Here we see a closed cycle of a new type. Iodine and bromine in a dispersed state become part of the substance of the Earth’s surface. Their atoms or free ions are captured by living organisms and concentrated in the compounds they make up, which contain up to 8.5% of iodine and sometimes more, as for example the bodies of sea sponges.20 Apparently, part of the dispersed atoms of iodine is also seized by chemical reactions of the surface, and makes up vadose minerals. It is quite possible though, that these chemical reactions can take place only in direct or indirect relation to living matter, or that they are observed only under conditions that are favorable for accumulating organic matter, the product of life. In the course of time, iodide and bromic products of organisms, as well as vadose organic minerals, which are always related to life, decompose. Iodine and bromine thereby return to the state of atoms and ions in order to begin the same cyclic process again.
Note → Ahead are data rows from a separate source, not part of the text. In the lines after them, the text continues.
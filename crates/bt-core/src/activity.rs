//! Logged activities and the requests that create or close them.

use chrono::{DateTime, TimeDelta, Utc};
use serde::{Deserialize, Serialize};

use crate::activity_type::ActivityType;
use crate::detail::ActivityDetail;
use crate::types::{ActivityId, BabyId};

/// A single logged event for a baby.
///
/// An activity with no `end_time` is an open timer when its type is timed.
#[derive(Debug, Clone, PartialEq, Serialize, Deserialize)]
pub struct Activity {
    pub id: ActivityId,
    pub baby_id: BabyId,
    #[serde(rename = "type")]
    pub kind: ActivityType,
    pub start_time: DateTime<Utc>,
    #[serde(default, skip_serializing_if = "Option::is_none")]
    pub end_time: Option<DateTime<Utc>>,
    #[serde(default, skip_serializing_if = "String::is_empty")]
    pub notes: String,
    pub created_at: DateTime<Utc>,
    pub updated_at: DateTime<Utc>,
    #[serde(flatten)]
    pub detail: Option<ActivityDetail>,
}

impl Activity {
    /// Whether the activity is still running.
    #[must_use]
    pub const fn is_open(&self) -> bool {
        self.end_time.is_none()
    }

    /// Time between start and end, if the activity has ended.
    #[must_use]
    pub fn duration(&self) -> Option<TimeDelta> {
        self.end_time.map(|end| end - self.start_time)
    }
}

/// Everything needed to create or fully replace an activity.
#[derive(Debug, Clone, PartialEq, Serialize, Deserialize)]
pub struct NewActivity {
    /// Defaults to the caller's most recently added baby.
    #[serde(default, skip_serializing_if = "Option::is_none")]
    pub baby_id: Option<BabyId>,
    #[serde(rename = "type")]
    pub kind: ActivityType,
    pub start_time: DateTime<Utc>,
    #[serde(default, skip_serializing_if = "Option::is_none")]
    pub end_time: Option<DateTime<Utc>>,
    #[serde(default)]
    pub notes: String,
    #[serde(flatten)]
    pub detail: Option<ActivityDetail>,
}

/// Request to start a timer.
#[derive(Debug, Clone, PartialEq, Serialize, Deserialize)]
pub struct TimerStart {
    #[serde(default, skip_serializing_if = "Option::is_none")]
    pub baby_id: Option<BabyId>,
    #[serde(rename = "type")]
    pub kind: ActivityType,
    #[serde(default)]
    pub notes: String,
    #[serde(flatten)]
    pub detail: Option<ActivityDetail>,
}

/// Final values supplied when a timer stops.
///
/// Fields left `None` keep whatever the detail record already holds.
#[derive(Debug, Clone, Default, PartialEq, Serialize, Deserialize)]
pub struct TimerStop {
    #[serde(default, skip_serializing_if = "Option::is_none")]
    pub amount_ml: Option<f64>,
    #[serde(default, skip_serializing_if = "Option::is_none")]
    pub quality: Option<u8>,
    #[serde(default, skip_serializing_if = "Option::is_none")]
    pub notes: Option<String>,
}

/// Whole minutes elapsed between two instants, floored and never negative.
#[must_use]
pub fn elapsed_minutes(start: DateTime<Utc>, end: DateTime<Utc>) -> i64 {
    (end - start).num_seconds().div_euclid(60).max(0)
}

/// Builds the detail record a timer holds once it is stopped.
///
/// A missing detail is created on demand so that every stopped timer ends up
/// with exactly one detail row. The elapsed duration always overwrites any
/// earlier value; supplied final fields overwrite theirs and absent ones are
/// left alone. Returns `None` only for types that are never timed.
#[must_use]
pub fn stopped_detail(
    kind: ActivityType,
    existing: Option<ActivityDetail>,
    elapsed_minutes: i64,
    stop: &TimerStop,
) -> Option<ActivityDetail> {
    let detail = existing
        .filter(|detail| detail.kind() == kind)
        .or_else(|| ActivityDetail::blank(kind))?;

    Some(match detail {
        ActivityDetail::Feed(mut feed) => {
            feed.duration_minutes = Some(elapsed_minutes);
            if let Some(amount) = stop.amount_ml {
                feed.amount_ml = Some(amount);
            }
            ActivityDetail::Feed(feed)
        }
        ActivityDetail::Pump(mut pump) => {
            pump.duration_minutes = Some(elapsed_minutes);
            if let Some(amount) = stop.amount_ml {
                pump.amount_ml = Some(amount);
            }
            ActivityDetail::Pump(pump)
        }
        ActivityDetail::Sleep(mut sleep) => {
            if let Some(quality) = stop.quality {
                sleep.quality = Some(quality);
            }
            ActivityDetail::Sleep(sleep)
        }
        other => other,
    })
}
//! Baby profile commands.

use std::io::Write;

use anyhow::{Context, Result};
use bt_core::{Baby, BabyId, NewBaby, parse_date};
use chrono::{NaiveDate, Utc};
use clap::{Args, Subcommand};

use super::util::{acting_user, open_database, write_json};
use crate::Config;

#[derive(Debug, Subcommand)]
pub enum BabyAction {
    /// Register a baby.
    Add(AddArgs),
    /// List your babies, most recently added first.
    List(ListArgs),
    /// Remove a baby and everything logged for it.
    Remove(RemoveArgs),
}

#[derive(Debug, Args)]
pub struct AddArgs {
    pub name: String,
    /// Birth date (YYYY-MM-DD).
    #[arg(long)]
    pub birth_date: String,
    #[arg(long)]
    pub birth_weight_kg: Option<f64>,
    #[arg(long)]
    pub birth_height_cm: Option<f64>,
    /// Do not show sleep tracking for this baby.
    #[arg(long)]
    pub no_sleep_tracking: bool,
    /// Output as JSON.
    #[arg(long)]
    pub json: bool,
}

#[derive(Debug, Args)]
pub struct ListArgs {
    /// Output as JSON.
    #[arg(long)]
    pub json: bool,
}

#[derive(Debug, Args)]
pub struct RemoveArgs {
    pub id: String,
}

pub fn run<W: Write>(writer: &mut W, action: &BabyAction, config: &Config) -> Result<()> {
    match action {
        BabyAction::Add(args) => {
            let mut db = open_database(config)?;
            let user = acting_user(&db, config)?;
            let baby = NewBaby {
                name: args.name.clone(),
                birth_date: parse_date(&args.birth_date)?,
                birth_weight_kg: args.birth_weight_kg,
                birth_height_cm: args.birth_height_cm,
                sleep_tracking: !args.no_sleep_tracking,
            };
            let created = db
                .create_baby(&user, &baby)
                .context("failed to add baby")?;
            if args.json {
                return write_json(writer, &created);
            }
            writeln!(writer, "Added {} ({})", created.name, created.id)?;
        }
        BabyAction::List(args) => {
            let db = open_database(config)?;
            let user = acting_user(&db, config)?;
            let babies = db.list_babies(&user)?;
            if args.json {
                return write_json(writer, &babies);
            }
            write_babies(writer, &babies, Utc::now().date_naive())?;
        }
        BabyAction::Remove(args) => {
            let mut db = open_database(config)?;
            let user = acting_user(&db, config)?;
            db.delete_baby(&user, &BabyId::new(args.id.as_str())?)?;
            writeln!(writer, "Removed baby {}", args.id)?;
        }
    }
    Ok(())
}

fn write_babies<W: Write>(writer: &mut W, babies: &[Baby], today: NaiveDate) -> Result<()> {
    if babies.is_empty() {
        writeln!(writer, "No babies registered. Add one with 'bt baby add'.")?;
        return Ok(());
    }
    for baby in babies {
        writeln!(
            writer,
            "{}  {}  born {}  {}",
            baby.id,
            baby.name,
            baby.birth_date,
            baby.format_age(today)
        )?;
    }
    Ok(())
}

#[cfg(test)]
mod tests {
    use bt_db::{DbError, ErrorKind};
    use insta::assert_snapshot;

    use super::*;
    use crate::commands::util::test_support::config_with_baby;

    #[test]
    fn list_shows_age() {
        let temp = tempfile::tempdir().unwrap();
        let (config, baby) = config_with_baby(temp.path());
        let db = open_database(&config).unwrap();
        let user = acting_user(&db, &config).unwrap();
        let babies = db.list_babies(&user).unwrap();

        let mut output = Vec::new();
        let today = NaiveDate::from_ymd_opt(2025, 1, 22).unwrap();
        write_babies(&mut output, &babies, today).unwrap();
        let output = String::from_utf8(output)
            .unwrap()
            .replace(baby.id.as_str(), "[ID]");
        assert_snapshot!(output, @"[ID]  Ada  born 2025-01-01  3 weeks old");
    }

    #[test]
    fn add_rejects_bad_birth_date() {
        let temp = tempfile::tempdir().unwrap();
        let (config, _) = config_with_baby(temp.path());
        let mut output = Vec::new();
        let action = BabyAction::Add(AddArgs {
            name: "Bo".to_string(),
            birth_date: "yesterday".to_string(),
            birth_weight_kg: None,
            birth_height_cm: None,
            no_sleep_tracking: false,
            json: false,
        });
        let err = run(&mut output, &action, &config).unwrap_err();
        assert!(err.downcast_ref::<bt_core::ValidationError>().is_some());
    }

    #[test]
    fn add_then_remove() {
        let temp = tempfile::tempdir().unwrap();
        let (config, _) = config_with_baby(temp.path());
        let mut output = Vec::new();
        let action = BabyAction::Add(AddArgs {
            name: "Bo".to_string(),
            birth_date: "2025-06-01".to_string(),
            birth_weight_kg: Some(3.4),
            birth_height_cm: None,
            no_sleep_tracking: true,
            json: true,
        });
        run(&mut output, &action, &config).unwrap();
        let created: serde_json::Value = serde_json::from_slice(&output).unwrap();
        assert_eq!(created["sleep_tracking"], false);
        let id = created["id"].as_str().unwrap().to_string();

        let remove = BabyAction::Remove(RemoveArgs { id });
        run(&mut Vec::new(), &remove, &config).unwrap();
        let err = run(&mut Vec::new(), &remove, &config).unwrap_err();
        let kind = err.downcast_ref::<DbError>().map(DbError::kind);
        assert_eq!(kind, Some(ErrorKind::NotFound));
    }
}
Two phenomena are typical in this cyclic process: the influence of life and the weak concentration of iodine. It takes a long time for the cyclical process to be completed. Lately a new factor has appeared, which is humans. Throughout geological time, the iodine collected by life remained intact in coal with a weak concentration of about 6 × 10-4 %. Now, humans burn coal and, in such a way, introduce many thousands of tons of iodine into the atmosphere, which, after a million years returns to living matter. Another process of this kind concerns the iron ores that are always rich in iodine; they appear in the biosphere through an organogenic method or with the participation of life.

Such a cyclic process, covering a geologically long period, involves a small number of iodine atoms at a time. The main mass of iodine atoms is in a state of complete dispersal. This example shows that studying only minerals and rocks is far from giving us a complete picture of the existence of chemical elements in the Earth’s crust. It should also include the most widespread elements constituting the Earth’s crust – the cyclic elements. Here, not dispersal, but living matter, living organisms, plays a conspicuous part. The history of chemical elements cannot be understood without it.

4 living organisms in the earth’s crust

From the geochemical point of view, living organisms are not an accidental phenomenon in the chemical organization of the Earth’s crust; they make up its most essential and integrated part. They are inseparably connected with the inert matter of the Earth’s crust such as rocks and minerals. In the majority of their papers, biologists who study living organisms ignore the inseparable and functional connection existing between a living organism and its surroundings. Although realizing clearly the organization of the organism, they fail to realize the organization of the surroundings in which the organism lives (i.e., the biosphere.) They see these surroundings as inert and independent of the organism, “cosmic,” as Claude Bernard has well put it.

So by studying an organism they do not study a natural body, but an ideal product of their thought. Often it is a convenient, even necessary method of scientific work that is very widely adopted in the natural sciences. According to this method, complex natural phenomena are replaced by simplified models, and empirical conclusions and facts are idealized and deviated from. A material triangle is not the triangle of geometry, the “atmosphere” of physics is not the troposphere surrounding us, and an animal or plant of a biologist is not a real living body, not a natural organism. This must always be understood, and sooner or later the moment comes when it is necessary to crucially change the principal ideas. This moment is about to arrive for the biological sciences.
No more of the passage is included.